The issue with conventional facial biometrics systems is that they are not as effective when it comes to the facial recognition of children, due to the significant changes that occur to a child’s face as the child gets older. When you consider high profile missing children cases such as Madeline McCann and William Tyrell, it’s easy to see how a facial recognition system that can allow for changes in a child’s face would be invaluable in the search for these children and others like them.

DST’s Dr Dana Michalski is conducting pioneering research into the facial recognition of children. She’s leading a team of DST scientists in a new international initiative that focuses on using digital forensics to combat child exploitation. 

The problem so far has been a lack of knowledge about exactly how biometric identification of children differs from that of adults, and what impact this has on the performance of biometric recognition systems. 

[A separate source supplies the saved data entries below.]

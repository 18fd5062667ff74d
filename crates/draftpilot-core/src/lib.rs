pub mod autopilot;
pub mod badges;
pub mod config;
pub mod credentials;
pub mod error;
pub mod gateway;
pub mod lobby;
pub mod monitor;
pub mod profile;
pub mod registry;
pub mod selector;
pub mod session;
pub mod settings;
pub mod snapshot;
pub mod social;
pub mod summoner;

#[cfg(test)]
mod testing;

pub use autopilot::{Autopilot, AutopilotStatus};
pub use error::{DraftError, Result};
pub use gateway::{Gateway, HttpGateway};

When Dr Michalski joined DST’s biometrics team in 2011, she realised that there was a shortage of research into the biometric identification of children. Her research began after exhaustive consultations with a number of government agencies, including the Australian Federal Police, Department of Foreign Affairs and Trade, the Department of Home Affairs and its agencies, the US Department of Homeland Security, and the National Center for Missing and Exploited Children in the USA.

Dr Michalski found that commercial facial recognition system vendors were focused on developing systems for use on adult faces, not children, and that this led to issues when the systems were faced with identifying a child who had aged.

The facial features of children are less distinguishing, and therefore the systems are far less effective for identifying minors. Add to this the problem of rapid changes due to ageing, and it was clear that commercially available facial recognition systems were just not up to the job of identifying children. 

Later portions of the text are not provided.